Vacuoles: Diverse Maintenance Compartments Membrane-bounded vesicles whose functions contractile vacuoles- pump excess water out of the cell, thereby maintaining a suitable concentration of ions and molecules inside of the cell Central vacuole- develops by the coalescence of smaller vacuoles, they come from the ER and Golgi apparatus. The central vacuole’s membrane is selective in transporting solute ,so the cells sap ( the solution inside the central vacuole ) is different than the composition of the cytosol. functions of vacuole include: holds reserves of organic compounds, main repository of inorganic ions, disposal sites for metabolic by-products that would endanger the cell if they accumulated in the cytosol, help protect plants against predators by containing compounds that are poisonous or unpalatable to animals, contribute to a cell’s growth when it absorbs water to become larger.

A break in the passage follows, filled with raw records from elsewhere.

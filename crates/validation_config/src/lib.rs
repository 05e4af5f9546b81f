//! Loading and schema-checking of the RuleGuard operator configuration.
//!
//! The configuration is a single YAML file declaring the optional
//! Prometheus connection and the validation rules to enforce. Decoding is
//! strict: unknown fields, unknown validator types, and malformed validator
//! parameters are all errors raised before any rule file is touched.

use std::collections::{HashMap, HashSet};
use std::fs;
use std::path::{Path, PathBuf};
use std::time::Duration;

use serde::Deserialize;
use tracing::debug;

use prometheus_client::PrometheusClientConfig;
use rule_guard_core::duration::parse_duration;
use rule_guard_core::{build_validator, Scope, ValidationRuleSpec, ValidatorConfig};

pub mod errors;
pub use errors::{ConfigurationError, ConfigurationResult};

// Reference the tests module in the separate file
#[cfg(test)]
#[path = "lib_tests.rs"]
mod tests;

fn default_cache_file() -> PathBuf {
    PathBuf::from(".rule-guard-cache.json")
}

fn default_max_cache_age() -> String {
    "1h".to_string()
}

/// Connection settings for the optional live Prometheus.
#[derive(Debug, Clone, Deserialize)]
#[serde(deny_unknown_fields, rename_all = "camelCase")]
pub struct PrometheusConfig {
    pub url: String,
    /// Per-call timeout as a Prometheus duration string. Absent means no
    /// deadline.
    #[serde(default)]
    pub timeout: Option<String>,
    #[serde(default = "default_cache_file")]
    pub cache_file: PathBuf,
    /// Persisted cache entries older than this are discarded on load.
    #[serde(default = "default_max_cache_age")]
    pub max_cache_age: String,
    /// Header carrying the tenant set; defaults to the client's own.
    #[serde(default)]
    pub tenant_header: Option<String>,
    /// File holding a bearer token sent as the `Authorization` header.
    /// Read at client construction, so CI secrets stay out of the
    /// configuration file itself.
    #[serde(default)]
    pub bearer_token_file: Option<PathBuf>,
    /// Extra headers attached to every backend call.
    #[serde(default)]
    pub headers: HashMap<String, String>,
}

impl PrometheusConfig {
    pub fn timeout(&self) -> ConfigurationResult<Duration> {
        match &self.timeout {
            Some(timeout) => parse_duration(timeout).map_err(|err| ConfigurationError::Invalid {
                field: "prometheus.timeout".to_string(),
                reason: err.to_string(),
            }),
            None => Ok(Duration::ZERO),
        }
    }

    pub fn max_cache_age(&self) -> ConfigurationResult<Duration> {
        parse_duration(&self.max_cache_age).map_err(|err| ConfigurationError::Invalid {
            field: "prometheus.maxCacheAge".to_string(),
            reason: err.to_string(),
        })
    }

    /// Translates these settings into the client crate's configuration,
    /// reading the bearer token file if one is configured.
    pub fn client_config(&self) -> ConfigurationResult<PrometheusClientConfig> {
        let mut config = PrometheusClientConfig {
            url: self.url.clone(),
            timeout: self.timeout()?,
            headers: self.headers.clone(),
            ..Default::default()
        };
        if let Some(tenant_header) = &self.tenant_header {
            config.tenant_header = tenant_header.clone();
        }
        if let Some(token_file) = &self.bearer_token_file {
            let token =
                fs::read_to_string(token_file).map_err(|err| ConfigurationError::FileRead {
                    path: token_file.display().to_string(),
                    reason: err.to_string(),
                })?;
            config.headers.insert(
                "Authorization".to_string(),
                format!("Bearer {}", token.trim()),
            );
        }
        Ok(config)
    }
}

/// One configured validation rule, still in YAML shape.
#[derive(Debug, Clone, Deserialize)]
#[serde(deny_unknown_fields, rename_all = "camelCase")]
pub struct ValidationRuleConfig {
    pub name: String,
    pub scope: Scope,
    #[serde(default)]
    pub validations: Vec<ValidatorConfig>,
    #[serde(default)]
    pub only_if: Vec<ValidatorConfig>,
}

/// The whole operator configuration file.
#[derive(Debug, Clone, Deserialize)]
#[serde(deny_unknown_fields, rename_all = "camelCase")]
pub struct Config {
    #[serde(default)]
    pub prometheus: Option<PrometheusConfig>,
    /// Accept the multi-tenant `source_tenants` field in rule files.
    #[serde(default)]
    pub allow_source_tenants: bool,
    pub validation_rules: Vec<ValidationRuleConfig>,
}

/// Loads and strictly decodes the configuration file at `path`.
pub fn load_from_file(path: &Path) -> ConfigurationResult<Config> {
    let content = fs::read_to_string(path).map_err(|err| ConfigurationError::FileRead {
        path: path.display().to_string(),
        reason: err.to_string(),
    })?;
    let config: Config =
        serde_yaml::from_str(&content).map_err(|err| ConfigurationError::Parse {
            reason: err.to_string(),
        })?;
    debug!(
        path = %path.display(),
        rules = config.validation_rules.len(),
        "Loaded configuration"
    );
    Ok(config)
}

/// Builds the runtime validation rules from configuration, applying the
/// CLI's enable/disable filters.
///
/// When `enabled` is non-empty only the named rules are kept; `disabled`
/// names are dropped. Names that match no configured rule are an error, so
/// a typo in a CI pipeline flag cannot silently validate nothing.
pub fn build_specs(
    config: &Config,
    enabled: &[String],
    disabled: &[String],
) -> ConfigurationResult<Vec<ValidationRuleSpec>> {
    let known: HashSet<&str> = config
        .validation_rules
        .iter()
        .map(|rule| rule.name.as_str())
        .collect();
    if known.len() != config.validation_rules.len() {
        let mut seen = HashSet::new();
        for rule in &config.validation_rules {
            if !seen.insert(rule.name.as_str()) {
                return Err(ConfigurationError::DuplicateRuleName {
                    name: rule.name.clone(),
                });
            }
        }
    }
    for (names, flag) in [(enabled, "--enable-rule"), (disabled, "--disable-rule")] {
        if let Some(unknown) = names.iter().find(|name| !known.contains(name.as_str())) {
            return Err(ConfigurationError::UnknownRuleName {
                name: unknown.clone(),
                flag: flag.to_string(),
            });
        }
    }

    let mut specs = Vec::new();
    for rule in &config.validation_rules {
        if !enabled.is_empty() && !enabled.contains(&rule.name) {
            continue;
        }
        if disabled.contains(&rule.name) {
            continue;
        }

        let mut spec = ValidationRuleSpec::new(&rule.name, rule.scope);
        for validation in &rule.validations {
            spec.attach_validator(
                build_validator(validation)?,
                validation.additional_details.clone(),
            );
        }
        for precondition in &rule.only_if {
            spec.attach_only_if(
                build_validator(precondition)?,
                precondition.additional_details.clone(),
            );
        }
        specs.push(spec);
    }
    Ok(specs)
}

Concept Check 1. Describe the structural and functional distinctions between rough and smooth ER. Rough ER has ribosomes on the outside ,and the smooth ER doesn’t. Both types of ER make phospholipids, but membrane proteins and secretory proteins are all the ribosomes of the rough ER. Smooth ER also functions in detoxification, carbohydrate metabolism, storage of calcium ions 2. Describe how transport vesicles integrate the endomembrane system. Transport vesicles move membranes & substances they enclose between other components of the endomembrance system. WHAT IF? Imagine a protein that functions in the ER but requires modification in the Golgi apparatus before it can achieve that function. Describe the protein’s path through the cell, starting with the mRNA molecule that specifies the protein. The mRNA is synthesized in the nucleus and then passes out through a nuclear pore to be translated on a bound ribosome. The protein is synthesized into the lumen of the ER and could be modified there. A transport vesicle carries the protein to the Golgi apparatus. After more modification in the G. apparatus, another transport vesicle carries it back to the ER, where it will perform its cellular function.